## Work order:
Please print the records below exactly as they are written.

(Stored dataset items)
|---|

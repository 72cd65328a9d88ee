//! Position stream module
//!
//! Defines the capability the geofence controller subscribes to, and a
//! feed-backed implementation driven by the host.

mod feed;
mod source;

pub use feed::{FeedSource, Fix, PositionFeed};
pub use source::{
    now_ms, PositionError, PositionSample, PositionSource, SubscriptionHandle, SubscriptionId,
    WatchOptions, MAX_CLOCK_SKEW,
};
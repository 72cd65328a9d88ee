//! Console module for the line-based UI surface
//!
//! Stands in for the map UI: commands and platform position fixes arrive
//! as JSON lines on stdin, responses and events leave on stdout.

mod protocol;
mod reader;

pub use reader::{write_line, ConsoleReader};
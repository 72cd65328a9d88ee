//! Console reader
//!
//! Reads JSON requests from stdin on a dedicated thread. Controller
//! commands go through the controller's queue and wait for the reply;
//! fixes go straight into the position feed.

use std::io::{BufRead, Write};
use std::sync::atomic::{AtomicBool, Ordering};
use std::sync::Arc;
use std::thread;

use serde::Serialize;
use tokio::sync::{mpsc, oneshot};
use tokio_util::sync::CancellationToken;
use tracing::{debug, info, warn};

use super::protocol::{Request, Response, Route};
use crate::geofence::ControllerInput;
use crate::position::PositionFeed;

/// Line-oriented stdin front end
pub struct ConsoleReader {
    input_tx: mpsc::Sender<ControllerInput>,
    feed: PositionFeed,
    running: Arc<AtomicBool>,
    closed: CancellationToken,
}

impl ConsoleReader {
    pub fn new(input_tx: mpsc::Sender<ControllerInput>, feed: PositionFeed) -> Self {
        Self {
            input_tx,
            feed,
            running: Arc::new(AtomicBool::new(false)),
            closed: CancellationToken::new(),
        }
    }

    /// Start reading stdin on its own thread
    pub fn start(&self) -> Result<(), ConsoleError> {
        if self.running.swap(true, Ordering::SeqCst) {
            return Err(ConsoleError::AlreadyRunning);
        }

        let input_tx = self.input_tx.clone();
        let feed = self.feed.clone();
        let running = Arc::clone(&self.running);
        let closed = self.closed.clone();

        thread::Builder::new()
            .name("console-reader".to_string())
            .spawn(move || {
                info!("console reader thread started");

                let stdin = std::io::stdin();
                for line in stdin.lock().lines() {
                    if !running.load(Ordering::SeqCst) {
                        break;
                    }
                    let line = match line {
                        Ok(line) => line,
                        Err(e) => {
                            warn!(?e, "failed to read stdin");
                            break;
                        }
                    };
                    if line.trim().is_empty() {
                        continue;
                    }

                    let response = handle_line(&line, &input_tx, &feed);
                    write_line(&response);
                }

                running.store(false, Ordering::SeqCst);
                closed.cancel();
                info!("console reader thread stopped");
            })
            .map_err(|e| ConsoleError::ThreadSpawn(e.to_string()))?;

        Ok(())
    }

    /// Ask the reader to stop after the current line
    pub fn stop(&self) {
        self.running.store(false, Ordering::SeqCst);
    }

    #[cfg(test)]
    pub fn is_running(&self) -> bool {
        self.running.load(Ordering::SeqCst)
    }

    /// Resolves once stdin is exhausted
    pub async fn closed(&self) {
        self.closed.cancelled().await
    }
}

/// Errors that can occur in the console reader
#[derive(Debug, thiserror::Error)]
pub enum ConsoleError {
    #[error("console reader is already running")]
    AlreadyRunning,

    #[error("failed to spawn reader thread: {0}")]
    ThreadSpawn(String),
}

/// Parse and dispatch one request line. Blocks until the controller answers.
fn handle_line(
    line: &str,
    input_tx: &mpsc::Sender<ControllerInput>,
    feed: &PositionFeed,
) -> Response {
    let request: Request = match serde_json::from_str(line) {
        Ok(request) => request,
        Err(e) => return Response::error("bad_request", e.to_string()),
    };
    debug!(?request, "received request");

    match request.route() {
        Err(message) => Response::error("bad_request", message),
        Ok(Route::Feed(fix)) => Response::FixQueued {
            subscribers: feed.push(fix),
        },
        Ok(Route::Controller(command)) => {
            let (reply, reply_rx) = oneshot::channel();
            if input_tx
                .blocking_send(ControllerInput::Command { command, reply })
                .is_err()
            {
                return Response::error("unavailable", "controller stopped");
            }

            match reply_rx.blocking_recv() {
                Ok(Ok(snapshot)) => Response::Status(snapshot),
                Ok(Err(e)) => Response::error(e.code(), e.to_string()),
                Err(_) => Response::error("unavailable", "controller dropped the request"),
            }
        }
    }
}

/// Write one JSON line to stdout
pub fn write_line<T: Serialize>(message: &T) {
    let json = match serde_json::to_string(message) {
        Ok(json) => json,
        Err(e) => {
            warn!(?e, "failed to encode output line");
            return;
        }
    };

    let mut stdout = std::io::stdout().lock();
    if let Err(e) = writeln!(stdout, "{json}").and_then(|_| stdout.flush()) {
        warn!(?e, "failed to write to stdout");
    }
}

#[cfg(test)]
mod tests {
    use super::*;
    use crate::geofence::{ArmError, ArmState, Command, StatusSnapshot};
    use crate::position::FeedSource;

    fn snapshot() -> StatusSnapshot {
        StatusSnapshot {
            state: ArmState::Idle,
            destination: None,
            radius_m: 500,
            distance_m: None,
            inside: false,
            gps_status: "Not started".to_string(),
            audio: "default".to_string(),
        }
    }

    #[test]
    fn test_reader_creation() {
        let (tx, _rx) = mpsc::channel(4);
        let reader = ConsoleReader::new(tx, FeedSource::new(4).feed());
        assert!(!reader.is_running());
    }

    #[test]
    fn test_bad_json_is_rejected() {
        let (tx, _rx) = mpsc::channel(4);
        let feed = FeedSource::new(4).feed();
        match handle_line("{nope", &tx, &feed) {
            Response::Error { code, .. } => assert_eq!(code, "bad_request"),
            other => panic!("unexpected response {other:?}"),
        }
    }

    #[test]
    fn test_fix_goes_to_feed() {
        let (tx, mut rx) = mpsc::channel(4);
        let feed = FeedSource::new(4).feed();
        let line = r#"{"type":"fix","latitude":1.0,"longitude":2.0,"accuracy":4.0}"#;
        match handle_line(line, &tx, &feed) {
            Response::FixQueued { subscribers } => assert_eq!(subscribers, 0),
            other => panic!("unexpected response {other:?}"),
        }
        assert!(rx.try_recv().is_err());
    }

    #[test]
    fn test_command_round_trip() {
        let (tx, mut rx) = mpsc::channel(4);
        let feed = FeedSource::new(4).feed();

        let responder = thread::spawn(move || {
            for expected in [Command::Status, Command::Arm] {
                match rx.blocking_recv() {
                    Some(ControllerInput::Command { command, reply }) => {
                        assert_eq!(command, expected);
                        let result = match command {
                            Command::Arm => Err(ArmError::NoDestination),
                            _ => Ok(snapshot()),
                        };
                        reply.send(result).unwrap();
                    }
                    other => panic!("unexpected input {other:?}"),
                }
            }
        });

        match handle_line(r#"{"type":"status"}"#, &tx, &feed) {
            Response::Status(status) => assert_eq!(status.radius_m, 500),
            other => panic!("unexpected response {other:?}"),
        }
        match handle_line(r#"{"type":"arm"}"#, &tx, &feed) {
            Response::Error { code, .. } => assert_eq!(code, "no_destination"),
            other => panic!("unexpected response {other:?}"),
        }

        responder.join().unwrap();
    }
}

|---|

## Task answer:
repository 72cd65328a9d88ee
//! Position stream module
//!
//! Defines the capability the geofence controller subscribes to, and a
//! feed-backed implementation driven by the host.

mod feed;
mod source;

pub use feed::{FeedSource, Fix, PositionFeed};
pub use source::{
    now_ms, PositionError, PositionSample, PositionSource, SubscriptionHandle, SubscriptionId,
    WatchOptions, MAX_CLOCK_SKEW,
};
repository 72cd65328a9d88ee
//! Console module for the line-based UI surface
//!
//! Stands in for the map UI: commands and platform position fixes arrive
//! as JSON lines on stdin, responses and events leave on stdout.

mod protocol;
mod reader;

pub use reader::{write_line, ConsoleReader};
repository 72cd65328a9d88ee
//! Console reader
//!
//! Reads JSON requests from stdin on a dedicated thread. Controller
//! commands go through the controller's queue and wait for the reply;
//! fixes go straight into the position feed.

use std::io::{BufRead, Write};
use std::sync::atomic::{AtomicBool, Ordering};
use std::sync::Arc;
use std::thread;

use serde::Serialize;
use tokio::sync::{mpsc, oneshot};
use tokio_util::sync::CancellationToken;
use tracing::{debug, info, warn};

use super::protocol::{Request, Response, Route};
use crate::geofence::ControllerInput;
use crate::position::PositionFeed;

/// Line-oriented stdin front end
pub struct ConsoleReader {
    input_tx: mpsc::Sender<ControllerInput>,
    feed: PositionFeed,
    running: Arc<AtomicBool>,
    closed: CancellationToken,
}

impl ConsoleReader {
    pub fn new(input_tx: mpsc::Sender<ControllerInput>, feed: PositionFeed) -> Self {
        Self {
            input_tx,
            feed,
            running: Arc::new(AtomicBool::new(false)),
            closed: CancellationToken::new(),
        }
    }

    /// Start reading stdin on its own thread
    pub fn start(&self) -> Result<(), ConsoleError> {
        if self.running.swap(true, Ordering::SeqCst) {
            return Err(ConsoleError::AlreadyRunning);
        }

        let input_tx = self.input_tx.clone();
        let feed = self.feed.clone();
        let running = Arc::clone(&self.running);
        let closed = self.closed.clone();

        thread::Builder::new()
            .name("console-reader".to_string())
            .spawn(move || {
                info!("console reader thread started");

                let stdin = std::io::stdin();
                for line in stdin.lock().lines() {
                    if !running.load(Ordering::SeqCst) {
                        break;
                    }
                    let line = match line {
                        Ok(line) => line,
                        Err(e) => {
                            warn!(?e, "failed to read stdin");
                            break;
                        }
                    };
                    if line.trim().is_empty() {
                        continue;
                    }

                    let response = handle_line(&line, &input_tx, &feed);
                    write_line(&response);
                }

                running.store(false, Ordering::SeqCst);
                closed.cancel();
                info!("console reader thread stopped");
            })
            .map_err(|e| ConsoleError::ThreadSpawn(e.to_string()))?;

        Ok(())
    }

    /// Ask the reader to stop after the current line
    pub fn stop(&self) {
        self.running.store(false, Ordering::SeqCst);
    }

    #[cfg(test)]
    pub fn is_running(&self) -> bool {
        self.running.load(Ordering::SeqCst)
    }

    /// Resolves once stdin is exhausted
    pub async fn closed(&self) {
        self.closed.cancelled().await
    }
}

/// Errors that can occur in the console reader
#[derive(Debug, thiserror::Error)]
pub enum ConsoleError {
    #[error("console reader is already running")]
    AlreadyRunning,

    #[error("failed to spawn reader thread: {0}")]
    ThreadSpawn(String),
}

/// Parse and dispatch one request line. Blocks until the controller answers.
fn handle_line(
    line: &str,
    input_tx: &mpsc::Sender<ControllerInput>,
    feed: &PositionFeed,
) -> Response {
    let request: Request = match serde_json::from_str(line) {
        Ok(request) => request,
        Err(e) => return Response::error("bad_request", e.to_string()),
    };
    debug!(?request, "received request");

    match request.route() {
        Err(message) => Response::error("bad_request", message),
        Ok(Route::Feed(fix)) => Response::FixQueued {
            subscribers: feed.push(fix),
        },
        Ok(Route::Controller(command)) => {
            let (reply, reply_rx) = oneshot::channel();
            if input_tx
                .blocking_send(ControllerInput::Command { command, reply })
                .is_err()
            {
                return Response::error("unavailable", "controller stopped");
            }

            match reply_rx.blocking_recv() {
                Ok(Ok(snapshot)) => Response::Status(snapshot),
                Ok(Err(e)) => Response::error(e.code(), e.to_string()),
                Err(_) => Response::error("unavailable", "controller dropped the request"),
            }
        }
    }
}

/// Write one JSON line to stdout
pub fn write_line<T: Serialize>(message: &T) {
    let json = match serde_json::to_string(message) {
        Ok(json) => json,
        Err(e) => {
            warn!(?e, "failed to encode output line");
            return;
        }
    };

    let mut stdout = std::io::stdout().lock();
    if let Err(e) = writeln!(stdout, "{json}").and_then(|_| stdout.flush()) {
        warn!(?e, "failed to write to stdout");
    }
}

#[cfg(test)]
mod tests {
    use super::*;
    use crate::geofence::{ArmError, ArmState, Command, StatusSnapshot};
    use crate::position::FeedSource;

    fn snapshot() -> StatusSnapshot {
        StatusSnapshot {
            state: ArmState::Idle,
            destination: None,
            radius_m: 500,
            distance_m: None,
            inside: false,
            gps_status: "Not started".to_string(),
            audio: "default".to_string(),
        }
    }

    #[test]
    fn test_reader_creation() {
        let (tx, _rx) = mpsc::channel(4);
        let reader = ConsoleReader::new(tx, FeedSource::new(4).feed());
        assert!(!reader.is_running());
    }

    #[test]
    fn test_bad_json_is_rejected() {
        let (tx, _rx) = mpsc::channel(4);
        let feed = FeedSource::new(4).feed();
        match handle_line("{nope", &tx, &feed) {
            Response::Error { code, .. } => assert_eq!(code, "bad_request"),
            other => panic!("unexpected response {other:?}"),
        }
    }

    #[test]
    fn test_fix_goes_to_feed() {
        let (tx, mut rx) = mpsc::channel(4);
        let feed = FeedSource::new(4).feed();
        let line = r#"{"type":"fix","latitude":1.0,"longitude":2.0,"accuracy":4.0}"#;
        match handle_line(line, &tx, &feed) {
            Response::FixQueued { subscribers } => assert_eq!(subscribers, 0),
            other => panic!("unexpected response {other:?}"),
        }
        assert!(rx.try_recv().is_err());
    }

    #[test]
    fn test_command_round_trip() {
        let (tx, mut rx) = mpsc::channel(4);
        let feed = FeedSource::new(4).feed();

        let responder = thread::spawn(move || {
            for expected in [Command::Status, Command::Arm] {
                match rx.blocking_recv() {
                    Some(ControllerInput::Command { command, reply }) => {
                        assert_eq!(command, expected);
                        let result = match command {
                            Command::Arm => Err(ArmError::NoDestination),
                            _ => Ok(snapshot()),
                        };
                        reply.send(result).unwrap();
                    }
                    other => panic!("unexpected input {other:?}"),
                }
            }
        });

        match handle_line(r#"{"type":"status"}"#, &tx, &feed) {
            Response::Status(status) => assert_eq!(status.radius_m, 500),
            other => panic!("unexpected response {other:?}"),
        }
        match handle_line(r#"{"type":"arm"}"#, &tx, &feed) {
            Response::Error { code, .. } => assert_eq!(code, "no_destination"),
            other => panic!("unexpected response {other:?}"),
        }

        responder.join().unwrap();
    }
}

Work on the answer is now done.